2

I use a function that takes raw dataset and returns train data and test data. (Doesn't only split the data, but also does some slicing, shuffling, processing on data)

def create_dataset():
            ...
            ...

            train_data = tf.data.Dataset.from_tensor_slices((x_train, y_train))
            train_data = train_data.cache().shuffle(buffer_size).batch(batch_size).repeat()
            test_data = tf.data.Dataset.from_tensor_slices((x_test, y_test))
            test_data = test_data.batch(batch_size).repeat() 

            return train_data,test_data

My target is to make a list of the tuples of train and test data returned from the function. Which i tried kinda look like this.

td = []
vd = []
for k in range(0,5):
    td[k],vd[k] = create_dataset()

    
datasets = [(td[0],vd[0]),(td[1],vd[1]),(td[2],vd[2]),(td[3],vd[3]),(td[4],vd[4])]
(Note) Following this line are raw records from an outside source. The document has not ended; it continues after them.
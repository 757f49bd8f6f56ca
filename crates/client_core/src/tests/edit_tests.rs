use super::*;

use axum::http::StatusCode;
use serde_json::json;

use crate::{
    gate::ServerEditGate,
    mock_backend::{record, sample_site, signed_in_client, MockBackend},
};

async fn backend() -> MockBackend {
    MockBackend::default()
        .with_site("1042", sample_site())
        .await
        .with_user("admin", "s3cret", "admin")
        .await
        .with_user("clerk", "clerk-pass", "user")
        .await
}

fn controller_for(base_url: &str) -> Arc<EditSessionController> {
    let api = signed_in_client(base_url);
    let gate = Arc::new(ServerEditGate::new(api.clone()));
    EditSessionController::new(api, gate)
}

fn admin_credentials() -> EditCredentials {
    EditCredentials::new("admin", "s3cret")
}

/// Controller with site 1042 displayed and edit mode entered.
async fn editing(backend: &MockBackend) -> Arc<EditSessionController> {
    let controller = controller_for(&backend.clone().spawn().await);
    controller.search("1042").await.expect("search");
    controller
        .unlock_editing(&admin_credentials())
        .await
        .expect("unlock");
    controller.enter_edit().await.expect("enter edit");
    controller
}

#[tokio::test]
async fn starts_viewing_with_nothing_displayed() {
    let controller = controller_for(&backend().await.spawn().await);
    assert_eq!(controller.mode().await, EditMode::Viewing);
    assert!(controller.displayed().await.is_none());
    assert!(controller.form().await.is_none());
}

#[tokio::test]
async fn empty_search_is_rejected_locally() {
    let backend = backend().await;
    let controller = controller_for(&backend.clone().spawn().await);

    let err = controller.search("   ").await.expect_err("must fail");

    assert_eq!(err.validation(), Some(&ValidationError::EmptySiteId));
    assert_eq!(backend.site_gets(), 0);
}

#[tokio::test]
async fn search_renders_site() {
    let controller = controller_for(&backend().await.spawn().await);

    let view = controller.search(" 1042 ").await.expect("search");

    assert_eq!(view.text("site"), Some("1042"));
    assert_eq!(view.text("site_id"), Some("1042"));
    assert_eq!(view.text("hike_percentage"), Some("12.5%"));
    assert_eq!(view.text("present_rent"), Some("45000"));
    assert_eq!(controller.displayed().await, Some(view));
}

#[tokio::test]
async fn enter_edit_without_record_fails() {
    let controller = controller_for(&backend().await.spawn().await);
    controller
        .unlock_editing(&admin_credentials())
        .await
        .expect("unlock");

    let err = controller.enter_edit().await.expect_err("must fail");

    assert_eq!(err.validation(), Some(&ValidationError::NoRecordSelected));
    assert_eq!(controller.mode().await, EditMode::Viewing);
}

#[tokio::test]
async fn enter_edit_requires_gate() {
    let controller = controller_for(&backend().await.spawn().await);
    controller.search("1042").await.expect("search");

    let err = controller.enter_edit().await.expect_err("must fail");

    assert!(matches!(err, ClientError::PermissionDenied(_)), "{err:?}");
    assert_eq!(controller.mode().await, EditMode::Viewing);
}

#[tokio::test]
async fn gate_rejects_bad_password_and_stays_viewing() {
    let controller = controller_for(&backend().await.spawn().await);
    controller.search("1042").await.expect("search");

    let err = controller
        .unlock_editing(&EditCredentials::new("admin", "admin@123"))
        .await
        .expect_err("must fail");

    assert_eq!(err.validation(), Some(&ValidationError::InvalidCredentials));
    assert!(!controller.is_edit_unlocked().await);
    assert_eq!(controller.mode().await, EditMode::Viewing);
    assert!(controller.api().session().is_authenticated());
}

#[tokio::test]
async fn gate_rejects_role_without_edit_rights() {
    let controller = controller_for(&backend().await.spawn().await);

    let err = controller
        .unlock_editing(&EditCredentials::new("clerk", "clerk-pass"))
        .await
        .expect_err("must fail");

    assert!(matches!(err, ClientError::PermissionDenied(_)), "{err:?}");
    assert!(!controller.is_edit_unlocked().await);
}

#[tokio::test]
async fn grant_does_not_survive_a_new_login() {
    let controller = controller_for(&backend().await.spawn().await);
    controller.search("1042").await.expect("search");
    controller
        .unlock_editing(&admin_credentials())
        .await
        .expect("unlock");
    assert!(controller.is_edit_unlocked().await);

    controller.api().login("clerk", "clerk-pass").await.expect("login");

    assert!(!controller.is_edit_unlocked().await);
    assert!(matches!(
        controller.enter_edit().await,
        Err(ClientError::PermissionDenied(_))
    ));
}

#[tokio::test]
async fn enter_edit_snapshots_view_and_normalizes_dates() {
    let backend = backend().await;
    let controller = editing(&backend).await;

    assert_eq!(controller.mode().await, EditMode::Editing);
    let form = controller.form().await.expect("form");
    assert_eq!(form.site_id, SiteId("1042".into()));
    assert_eq!(form.value("doo"), Some("31-01-2024"));
    assert_eq!(form.value("validity_date"), Some("31-01-2024"));
    assert_eq!(form.input("doo").expect("doo").placeholder, Some("dd-mm-yyyy"));
    assert_eq!(form.value("region"), Some("East"));
    assert_eq!(form.value("hike_percentage"), Some("12.5%"));
    assert!(form.input("site").is_none());
    assert!(form.input("site_id").is_none());

    let snapshot = controller.original_snapshot().await.expect("snapshot");
    assert_eq!(snapshot.text("doo"), Some("2024-01-31"));
    assert_eq!(Some(snapshot), controller.displayed().await);
}

#[tokio::test]
async fn enter_edit_twice_keeps_live_form() {
    let backend = backend().await;
    let controller = editing(&backend).await;
    controller.set_field("region", "North").await.expect("set");

    let form = controller.enter_edit().await.expect("enter again");

    assert_eq!(form.value("region"), Some("North"));
}

#[tokio::test]
async fn set_field_rejects_identifier_and_unknown_fields() {
    let backend = backend().await;
    let controller = editing(&backend).await;

    let err = controller
        .set_field("site_id", "1")
        .await
        .expect_err("must fail");
    assert!(matches!(
        err.validation(),
        Some(ValidationError::InvalidField(_))
    ));

    let err = controller
        .set_field("colour", "red")
        .await
        .expect_err("must fail");
    assert!(matches!(
        err.validation(),
        Some(ValidationError::InvalidField(_))
    ));
}

#[tokio::test]
async fn set_field_outside_edit_mode_fails() {
    let controller = controller_for(&backend().await.spawn().await);
    controller.search("1042").await.expect("search");

    let err = controller
        .set_field("region", "North")
        .await
        .expect_err("must fail");

    assert_eq!(err.validation(), Some(&ValidationError::NotEditing));
}

#[tokio::test]
async fn save_with_all_fields_empty_makes_no_call() {
    let backend = backend().await;
    let controller = editing(&backend).await;
    let form = controller.form().await.expect("form");
    for input in &form.inputs {
        controller.set_field(input.field, "   ").await.expect("clear");
    }

    let err = controller.save().await.expect_err("must fail");

    assert_eq!(err.validation(), Some(&ValidationError::NothingToUpdate));
    assert_eq!(backend.put_calls(), 0);
    assert_eq!(controller.mode().await, EditMode::Editing);
}

#[tokio::test]
async fn save_sends_only_trimmed_touched_fields() {
    let backend = backend().await;
    let controller = editing(&backend).await;
    controller
        .set_field("region", "  North  ")
        .await
        .expect("set");
    controller.set_field("remarks", "").await.expect("set");

    let outcome = controller.save().await.expect("save");

    let puts = backend.puts.lock().await.clone();
    assert_eq!(puts, vec![("1042".to_string(), json!({ "region": "North" }))]);
    match outcome {
        SaveOutcome::Saved { message, view } => {
            assert_eq!(message, "Site updated successfully");
            assert_eq!(view.text("region"), Some("North"));
        }
        other => panic!("unexpected outcome: {other:?}"),
    }
    assert_eq!(controller.mode().await, EditMode::Viewing);
    assert!(controller.form().await.is_none());
    assert_eq!(
        controller.displayed().await.expect("view").text("region"),
        Some("North")
    );
}

#[tokio::test]
async fn failed_save_keeps_editing_with_inputs() {
    let backend = backend().await;
    *backend.put_failure.lock().await = Some((
        StatusCode::BAD_REQUEST,
        json!({ "message": "Error updating site: bad date" }),
    ));
    let controller = editing(&backend).await;
    controller.set_field("doo", "99-99-2024").await.expect("set");

    let err = controller.save().await.expect_err("must fail");

    match err {
        ClientError::Api { status, message } => {
            assert_eq!(status, 400);
            assert_eq!(message, "Error updating site: bad date");
        }
        other => panic!("unexpected error: {other:?}"),
    }
    assert_eq!(controller.mode().await, EditMode::Editing);
    let form = controller.form().await.expect("form");
    assert_eq!(form.value("doo"), Some("99-99-2024"));

    *backend.put_failure.lock().await = None;
    assert!(matches!(
        controller.save().await.expect("retry"),
        SaveOutcome::Saved { .. }
    ));
}

#[tokio::test]
async fn save_with_expired_token_clears_session_and_stays_editing() {
    let backend = backend().await;
    let controller = editing(&backend).await;
    controller.set_field("region", "North").await.expect("set");
    backend.reject_tokens.store(true, Ordering::SeqCst);

    let err = controller.save().await.expect_err("must fail");

    assert_eq!(err.auth(), Some(AuthError::SessionExpired));
    assert!(!controller.api().session().is_authenticated());
    assert_eq!(controller.mode().await, EditMode::Editing);
}

#[tokio::test]
async fn save_reports_stale_view_when_refetch_fails() {
    let backend = backend().await;
    let controller = editing(&backend).await;
    controller.set_field("region", "North").await.expect("set");
    let before = controller.displayed().await;
    let release = backend.hold_puts().await;

    let saving = {
        let controller = controller.clone();
        tokio::spawn(async move { controller.save().await })
    };
    backend.put_started.notified().await;
    backend.reject_tokens.store(true, Ordering::SeqCst);
    release.notify_one();

    let outcome = saving.await.expect("join").expect("save");
    match outcome {
        SaveOutcome::SavedStale {
            message,
            refresh_error,
        } => {
            assert_eq!(message, "Site updated successfully");
            assert_eq!(refresh_error.auth(), Some(AuthError::SessionExpired));
        }
        other => panic!("unexpected outcome: {other:?}"),
    }
    assert_eq!(controller.mode().await, EditMode::Viewing);
    assert_eq!(controller.displayed().await, before);
}

#[tokio::test]
async fn cancel_reloads_current_server_state() {
    let backend = backend().await;
    let controller = editing(&backend).await;
    controller.set_field("region", "North").await.expect("set");
    backend
        .records
        .lock()
        .await
        .insert("1042".into(), json!({ "site": 1042, "region": "South" }));

    let view = controller.cancel().await.expect("cancel").expect("view");

    assert_eq!(view.text("region"), Some("South"));
    assert_eq!(controller.mode().await, EditMode::Viewing);
    assert_eq!(backend.put_calls(), 0);
    assert_eq!(controller.displayed().await, Some(view));
}

#[tokio::test]
async fn cancel_while_viewing_is_a_no_op() {
    let backend = backend().await;
    let controller = controller_for(&backend.clone().spawn().await);
    controller.search("1042").await.expect("search");
    let gets = backend.site_gets();

    assert!(controller.cancel().await.expect("cancel").is_none());
    assert_eq!(backend.site_gets(), gets);
}

#[tokio::test]
async fn cancel_with_failed_reload_leaves_viewing() {
    let backend = backend().await;
    let controller = editing(&backend).await;
    let before = controller.displayed().await;
    backend.records.lock().await.clear();

    let err = controller.cancel().await.expect_err("must fail");

    assert!(matches!(err, ClientError::Api { status: 404, .. }), "{err:?}");
    assert_eq!(controller.mode().await, EditMode::Viewing);
    assert_eq!(controller.displayed().await, before);
}

#[tokio::test]
async fn second_save_while_outstanding_is_ignored() {
    let backend = backend().await;
    let controller = editing(&backend).await;
    controller.set_field("region", "North").await.expect("set");
    let release = backend.hold_puts().await;

    let first = {
        let controller = controller.clone();
        tokio::spawn(async move { controller.save().await })
    };
    backend.put_started.notified().await;

    let second = controller.save().await.expect("second save");
    assert!(matches!(second, SaveOutcome::Ignored));

    release.notify_one();
    let first = first.await.expect("join").expect("first save");
    assert!(matches!(first, SaveOutcome::Saved { .. }));
    assert_eq!(backend.put_calls(), 1);
}

#[tokio::test]
async fn cancel_waits_for_outstanding_save() {
    let backend = backend().await;
    let controller = editing(&backend).await;
    controller.set_field("region", "North").await.expect("set");
    let gets_before_save = backend.site_gets();
    let release = backend.hold_puts().await;

    let saving = {
        let controller = controller.clone();
        tokio::spawn(async move { controller.save().await })
    };
    backend.put_started.notified().await;
    let cancelling = {
        let controller = controller.clone();
        tokio::spawn(async move { controller.cancel().await })
    };
    tokio::time::sleep(std::time::Duration::from_millis(50)).await;
    assert!(!cancelling.is_finished());

    release.notify_one();
    let saved = saving.await.expect("join").expect("save");
    let cancelled = cancelling.await.expect("join").expect("cancel");

    assert!(matches!(saved, SaveOutcome::Saved { .. }));
    assert!(cancelled.is_none());
    assert_eq!(backend.site_gets(), gets_before_save + 1);
    assert_eq!(
        controller.displayed().await.expect("view").text("region"),
        Some("North")
    );
}

#[tokio::test]
async fn new_search_discards_edit_session() {
    let backend = backend()
        .await
        .with_site("77", json!({ "site": 77, "region": "West" }))
        .await;
    let controller = editing(&backend).await;
    controller.set_field("region", "North").await.expect("set");

    let view = controller.search("77").await.expect("search");

    assert_eq!(view.text("region"), Some("West"));
    assert_eq!(controller.mode().await, EditMode::Viewing);
    assert!(controller.form().await.is_none());
}

#[tokio::test]
async fn reset_forgets_view_session_and_grant() {
    let backend = backend().await;
    let controller = editing(&backend).await;

    controller.reset().await;

    assert_eq!(controller.mode().await, EditMode::Viewing);
    assert!(controller.displayed().await.is_none());
    assert!(!controller.is_edit_unlocked().await);
}

#[test]
fn pending_edits_skip_untouched_and_blank_inputs() {
    let view = crate::render::render_record(&record(sample_site()));
    let mut form = EditForm::from_view(SiteId("1042".into()), &view);
    form.set("region", " North ").expect("set");
    form.set("remarks", "   ").expect("set");

    let edits = form.pending_edits();

    assert_eq!(
        edits,
        SiteUpdate::from([("region".to_string(), "North".to_string())])
    );
    assert!(form.input("region").expect("region").is_touched());
    assert!(!form.input("store_name").expect("store").is_touched());
}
But it seems i can not store data like this. How would I create a list of tuples of my (train_data,test_data)? Thanks in advance.

RajatRaja
  • 146
  • 8
  • Please give more details: what is the error/problem you have ? can you include error trace if any or give some details ? If your lists are empy you have to use append(...) to add a avlue to this list, or init it at the right size first. You cannot access/read/write td[k] if the k th element is not already existing/created/initialized – Malo Jan 02 '22 at 13:46
  • You can use `zip` https://stackoverflow.com/questions/2407398/how-to-merge-lists-into-a-list-of-tuples – Digvijay S Jan 02 '22 at 13:49
  • Does this answer your question? [How to merge lists into a list of tuples?](https://stackoverflow.com/questions/2407398/how-to-merge-lists-into-a-list-of-tuples) – Digvijay S Jan 02 '22 at 13:49

2 Answers2

1

I don't know if I miss something here, but this should work for your goal:

datasets = []
for _ in range(5):
   x, y = create_dataset()
   datasets.append((x,y))
Rabinzel
  • 7,757
  • 3
  • 10
  • 30
1

If your lists are empy you have to use append(...) to add a avlue to this list, or init it at the right size first. You cannot access/read/write td[k] and vd[k] if the k th elements are not already existing/initialized.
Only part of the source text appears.